Developer and Security Researcher

Responsible Disclosure?

Recently Travis Ormandy reported a vulnerability to Microsoft and 5 days later went public with working exploit code. The storm that has followed this now is ridiculous and the people involved should be ashamed. Many of the finger pointers are of course the anti-virus vendors and other supposed security researchers all of them pointing to responsible disclosure. Just what is responsible disclosure you may ask, what is an acceptable amount of time, and is it needed?

Responsible Disclosure is a vulnerability disclosure model, where stakeholders agree to not take it public for a period of time so that a patch can be created. Zero-day attacks are during the window of responsible disclosure, my opinion is that zero-day is from the time the first exploit code is written until it a patch is released, this does not include machines that are not patched.

But how long should this zero-day period go for? IBM seems to think 1137 days is okay according to ZDI-CAN-200, what about Microsoft waiting 353 days on ZDI-CAN-527, Microsoft by the way has 7 vulnerabilities over 31 days old. These vulnerabilities put you the computer user at risk, no one wants to tell you that your sense of security because your anti-virus and malware protection is up to date that you are not actually protected except by the stupid. The smart are still going to take advantage of your computer and you and to be honest there is nothing you can do to stop it. So should a researcher who finds a bug wait 1137 days to publicly bring the vulnerability out? What is acceptable?

Do we require responsible disclosure? Sure people will use any exploit code that works, and public disclosure with exploit code will cause a rise in that exploit being used. I am willing however to say that the computers that are compromised with public exploit code will be compromised anyways. So is there really a rise in cyber attacks after exploit code is released? How do they know? The vulnerability was not disclosed to them, which means the machines could have been infected previously and only now are we starting to see the signatures.

Will a patch come quicker if it is publicly disclosed? Many would say yes, and I would agree because it becomes a bigger issue if vendors cannot sit on known bugs with exploit code. The community of administrators and such that will get the security advisory will also be looking to secure the computers in their environment, many of these administrators share fixes and will share a work around with others so that everyone can benefit.

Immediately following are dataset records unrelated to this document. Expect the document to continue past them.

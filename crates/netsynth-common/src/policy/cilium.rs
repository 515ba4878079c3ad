//! Cilium CiliumNetworkPolicy types
//!
//! Types for generating CiliumNetworkPolicy resources for L4 eBPF-based
//! network enforcement at the kernel level.

use serde::{Deserialize, Serialize};

use crate::labels::LabelSet;
use crate::{CILIUM_API_VERSION, CILIUM_POLICY_KIND};

/// Cilium Network Policy for L4 eBPF-based network enforcement
#[derive(Clone, Debug, Serialize, Deserialize, PartialEq)]
#[serde(rename_all = "camelCase")]
pub struct CiliumNetworkPolicy {
    /// API version
    #[serde(default = "CiliumNetworkPolicy::api_version")]
    pub api_version: String,
    /// Kind
    #[serde(default = "CiliumNetworkPolicy::kind")]
    pub kind: String,
    /// Metadata
    pub metadata: PolicyMetadata,
    /// Spec
    pub spec: CiliumNetworkPolicySpec,
}

impl CiliumNetworkPolicy {
    fn api_version() -> String {
        CILIUM_API_VERSION.to_string()
    }
    fn kind() -> String {
        CILIUM_POLICY_KIND.to_string()
    }

    /// Create a new CiliumNetworkPolicy
    pub fn new(metadata: PolicyMetadata, spec: CiliumNetworkPolicySpec) -> Self {
        Self {
            api_version: Self::api_version(),
            kind: Self::kind(),
            metadata,
            spec,
        }
    }
}

/// Namespaced resource metadata
#[derive(Clone, Debug, Serialize, Deserialize, PartialEq)]
pub struct PolicyMetadata {
    /// Resource name
    pub name: String,
    /// Resource namespace
    #[serde(default, skip_serializing_if = "String::is_empty")]
    pub namespace: String,
}

impl PolicyMetadata {
    /// Create metadata for a namespaced policy
    pub fn new(name: impl Into<String>, namespace: impl Into<String>) -> Self {
        Self {
            name: name.into(),
            namespace: namespace.into(),
        }
    }
}

/// CiliumNetworkPolicy spec
#[derive(Clone, Debug, Serialize, Deserialize, PartialEq)]
#[serde(rename_all = "camelCase")]
pub struct CiliumNetworkPolicySpec {
    /// Endpoint selector (which pods this applies to)
    pub endpoint_selector: EndpointSelector,
    /// Ingress rules
    #[serde(default, skip_serializing_if = "Vec::is_empty")]
    pub ingress: Vec<CiliumIngressRule>,
    /// Egress rules
    #[serde(default, skip_serializing_if = "Vec::is_empty")]
    pub egress: Vec<CiliumEgressRule>,
}

/// Endpoint selector for CiliumNetworkPolicy
#[derive(Clone, Debug, Serialize, Deserialize, PartialEq)]
#[serde(rename_all = "camelCase")]
pub struct EndpointSelector {
    /// Match labels
    pub match_labels: LabelSet,
}

impl EndpointSelector {
    /// Select endpoints carrying exactly these labels
    pub fn from_labels(labels: LabelSet) -> Self {
        Self {
            match_labels: labels,
        }
    }
}

/// Cilium ingress rule
#[derive(Clone, Debug, Serialize, Deserialize, PartialEq)]
#[serde(rename_all = "camelCase")]
pub struct CiliumIngressRule {
    /// From endpoints
    #[serde(default, skip_serializing_if = "Vec::is_empty")]
    pub from_endpoints: Vec<EndpointSelector>,
    /// To ports
    #[serde(default, skip_serializing_if = "Vec::is_empty")]
    pub to_ports: Vec<CiliumPortRule>,
}

/// Cilium egress rule
#[derive(Clone, Debug, Serialize, Deserialize, PartialEq)]
#[serde(rename_all = "camelCase")]
pub struct CiliumEgressRule {
    /// To endpoints
    #[serde(default, skip_serializing_if = "Vec::is_empty")]
    pub to_endpoints: Vec<EndpointSelector>,
    /// To ports
    #[serde(default, skip_serializing_if = "Vec::is_empty")]
    pub to_ports: Vec<CiliumPortRule>,
}

/// Cilium port rule
#[derive(Clone, Debug, Serialize, Deserialize, PartialEq)]
pub struct CiliumPortRule {
    /// Ports
    pub ports: Vec<CiliumPort>,
}

/// Cilium port specification
#[derive(Clone, Debug, Serialize, Deserialize, PartialEq)]
pub struct CiliumPort {
    /// Port number
    pub port: String,
    /// Protocol (TCP, UDP)
    pub protocol: String,
}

Responsible Disclosure is really created so that the vendor can save face, if we disrupt the illusion of users being secure we may not be able to sell them as many security tools that will not actually secure the user. In my eyes responsible disclosure while nice should not be the end all be all, I believe that some bugs/vulnerabilities require immediate public exposure. I also am of a belief that public disclosure on some bugs may cause a rise in attacks but can lower the costs of such attacks. If Nimda/Code Red was publicly disclosed could the damages have been lower?